MPC5 cells transfected with Flag-OTUD5 (a) or si-OTUD5 (b) were stimulated with HG/PA for 30 min. Representative western blot analysis of P-TAK1. (n = 3 independent experiments). c, d Representative western blot analysis of P-TAK1 in kidney tissues of each group. (n = 6 samples). MPC5 cells transfected with Flag-OTUD5 (e) or si-OTUD5 (f) were stimulated with HG/PA for 30 min. Representative western blot analysis of phosphorylated and total protein levels of ERK, P38, and JNK. (n = 3 independent experiments). MPC5 cells transfected with si-OTUD5 were pretreated with 10 μM Takinib (TAK1 inhibitor) for 1 h before exposure to HG/PA. g Levels of P-TAK1, P-ERK, P-P38, and P-JNK were detected by western blot. h Real-time qPCR showing mRNA levels of Il6 and Tnfα. (n = 3 independent experiments; P values were determined by one-way ANOVA with Bonferroni’s correction and data are presented as mean ± SD). i His-TAK1 was transfected into NIH/3T3 with or without Flag-OTUD5 (WT or C224A).

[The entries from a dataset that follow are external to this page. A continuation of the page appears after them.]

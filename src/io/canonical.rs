//! Read a canonical table back from an exported CSV.
//!
//! Only the canonical columns are read; derived columns present in the file
//! are ignored so the engine can recompute them.

use std::fs::File;
use std::io::Read;
use std::path::Path;

use crate::domain::CaseRecord;
use crate::error::PipelineError;
use crate::io::export::CanonicalCsvRow;

pub fn read_canonical_csv(path: &Path) -> Result<Vec<CaseRecord>, PipelineError> {
    let file = File::open(path).map_err(|e| PipelineError::io(path, e))?;
    read_canonical_from_reader(file, &path.display().to_string())
}

pub fn read_canonical_from_reader<R: Read>(reader: R, source: &str) -> Result<Vec<CaseRecord>, PipelineError> {
    let mut reader = csv::ReaderBuilder::new().trim(csv::Trim::Headers).from_reader(reader);
    reader
        .deserialize::<CanonicalCsvRow>()
        .enumerate()
        .map(|(idx, result)| {
            result
                .map(CanonicalCsvRow::into_record)
                .map_err(|e| PipelineError::malformed(source, idx + 2, format!("canonical row: {e}")))
        })
        .collect()
}
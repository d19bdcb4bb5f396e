//! Export indicator tables to CSV / JSON.
//!
//! The CSV is meant to be easy to consume in spreadsheets or downstream
//! renderers, and can be read back with `read_canonical_csv` (derived columns
//! are ignored on the way in and recomputed).

use std::fs::File;
use std::io::Write;
use std::path::Path;

use chrono::NaiveDate;
use serde::{Deserialize, Serialize};

use crate::domain::{CaseRecord, IndicatorRow, RiskBand};
use crate::error::PipelineError;

/// Separator used to flatten parent areas into one CSV cell.
pub const PARENTS_SEPARATOR: char = ';';

#[derive(Debug, Serialize)]
struct IndicatorCsvRow<'a> {
    #[serde(rename = "Date")]
    date: NaiveDate,
    #[serde(rename = "Group")]
    group: &'a str,
    #[serde(rename = "Area")]
    area: &'a str,
    #[serde(rename = "Confirmed")]
    confirmed: u64,
    #[serde(rename = "Population")]
    population: Option<u64>,
    #[serde(rename = "Parents")]
    parents: String,
    #[serde(rename = "Confirmed_rolling_mean")]
    confirmed_rolling_mean: f64,
    #[serde(rename = "Confirmed_rolling_sum")]
    confirmed_rolling_sum: f64,
    rho: f64,
    rho_7: f64,
    ia_14: f64,
    epg: f64,
    risk_band: RiskBand,
}

/// Canonical columns as read back from an exported CSV.
#[derive(Debug, Deserialize)]
pub(crate) struct CanonicalCsvRow {
    #[serde(rename = "Date")]
    pub date: NaiveDate,
    #[serde(rename = "Group")]
    pub group: String,
    #[serde(rename = "Area")]
    pub area: String,
    #[serde(rename = "Confirmed")]
    pub confirmed: u64,
    #[serde(rename = "Population", default)]
    pub population: Option<u64>,
    #[serde(rename = "Parents", default)]
    pub parents: Option<String>,
}

impl CanonicalCsvRow {
    pub(crate) fn into_record(self) -> CaseRecord {
        let parents = match self.parents.as_deref() {
            None | Some("") => Vec::new(),
            Some(p) => p.split(PARENTS_SEPARATOR).map(str::to_string).collect(),
        };
        CaseRecord {
            date: self.date,
            area: self.area,
            confirmed: self.confirmed,
            group: self.group.as_str().into(),
            population: self.population,
            parents,
        }
    }
}

#[derive(Debug, Serialize)]
struct IndicatorJsonRow<'a> {
    #[serde(flatten)]
    row: &'a IndicatorRow,
    risk_band: RiskBand,
}

/// Write canonical + derived columns as CSV.
pub fn write_indicator_csv(path: &Path, rows: &[IndicatorRow]) -> Result<(), PipelineError> {
    let file = File::create(path).map_err(|e| PipelineError::io(path, e))?;
    write_indicator_csv_to(file, rows).map_err(|e| PipelineError::io(path, e))?;
    tracing::info!(path = %path.display(), rows = rows.len(), "wrote indicator CSV");
    Ok(())
}

/// Write canonical + derived columns as CSV to any writer.
pub fn write_indicator_csv_to<W: Write>(writer: W, rows: &[IndicatorRow]) -> Result<(), csv::Error> {
    let mut writer = csv::Writer::from_writer(writer);
    for r in rows {
        let record = &r.record;
        let parents = record.parents.join(&PARENTS_SEPARATOR.to_string());
        writer.serialize(IndicatorCsvRow {
            date: record.date,
            group: record.group.as_str(),
            area: &record.area,
            confirmed: record.confirmed,
            population: record.population,
            parents,
            confirmed_rolling_mean: r.confirmed_rolling_mean,
            confirmed_rolling_sum: r.confirmed_rolling_sum,
            rho: r.rho,
            rho_7: r.rho_7,
            ia_14: r.ia_14,
            epg: r.epg,
            risk_band: r.risk_band(),
        })?;
    }
    writer.flush()?;
    Ok(())
}

/// Write rows (with their risk band) as a pretty JSON array.
pub fn write_indicator_json(path: &Path, rows: &[IndicatorRow]) -> Result<(), PipelineError> {
    let file = File::create(path).map_err(|e| PipelineError::io(path, e))?;
    let out: Vec<IndicatorJsonRow<'_>> = rows
        .iter()
        .map(|row| IndicatorJsonRow {
            row,
            risk_band: row.risk_band(),
        })
        .collect();
    serde_json::to_writer_pretty(file, &out).map_err(|e| PipelineError::io(path, e))?;
    tracing::info!(path = %path.display(), rows = rows.len(), "wrote indicator JSON");
    Ok(())
}

#[cfg(test)]
mod tests {
    use super::*;
    use crate::domain::Group;

    fn row(epg: f64) -> IndicatorRow {
        let mut record = CaseRecord::new(
            Group::from("gre-nomoi"),
            "ΙΩΑΝΝΙΝΩΝ",
            NaiveDate::from_ymd_opt(2020, 11, 2).unwrap(),
            41,
        )
        .with_population(Some(167_901));
        record.parents = vec!["Περιφέρεια Ηπείρου".to_string(), "Ήπειρος".to_string()];
        IndicatorRow {
            record,
            confirmed_rolling_mean: 35.5,
            confirmed_rolling_sum: 497.0,
            rho: 1.2,
            rho_7: 1.1,
            ia_14: 296.0,
            epg,
        }
    }

    #[test]
    fn csv_has_header_and_risk_band() {
        let mut buf = Vec::new();
        write_indicator_csv_to(&mut buf, &[row(325.6)]).unwrap();
        let text = String::from_utf8(buf).unwrap();
        let mut lines = text.lines();
        assert_eq!(
            lines.next().unwrap(),
            "Date,Group,Area,Confirmed,Population,Parents,Confirmed_rolling_mean,Confirmed_rolling_sum,rho,rho_7,ia_14,epg,risk_band"
        );
        let data = lines.next().unwrap();
        assert!(data.starts_with("2020-11-02,gre-nomoi,ΙΩΑΝΝΙΝΩΝ,41,167901,Περιφέρεια Ηπείρου;Ήπειρος,"));
        assert!(data.ends_with(",very-high"));
    }

    #[test]
    fn json_rows_are_flat() {
        let dir = tempfile::tempdir().unwrap();
        let path = dir.path().join("out.json");
        write_indicator_json(&path, &[row(12.0)]).unwrap();
        let value: serde_json::Value = serde_json::from_reader(File::open(&path).unwrap()).unwrap();
        let first = &value[0];
        assert_eq!(first["area"], "ΙΩΑΝΝΙΝΩΝ");
        assert_eq!(first["group"], "gre-nomoi");
        assert_eq!(first["risk_band"], "low");
        assert_eq!(first["epg"], 12.0);
    }
}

Co-IP was performed with an anti-His antibody, followed by a western blot of TAK1 and TAB2. (n = 3 independent experiments). j MPC5 cells transfected with Flag-OTUD5 (WT or C224A) were stimulated with HG/PA for 30 min. Representative western blot analysis of phosphorylated and total protein levels of TAK1, ERK, P38, and JNK. (n = 3 independent experiments). k His-TAK1(WT or K158R) was transfected into NIH/3T3 with or without Flag-OTUD5. Co-IP was performed with an anti-His antibody, followed by a western blot of TAK1 and TAB2. (n = 3 independent experiments). l His-TAK1 (WT or K158R) and Flag-OTUD5 were transfected into MPC5 cells for 24 h and then stimulated by HG/PA for 30 min. Representative western blot analysis of phosphorylated and total protein levels of TAK1, ERK, P38, and JNK. (n = 3 independent experiments).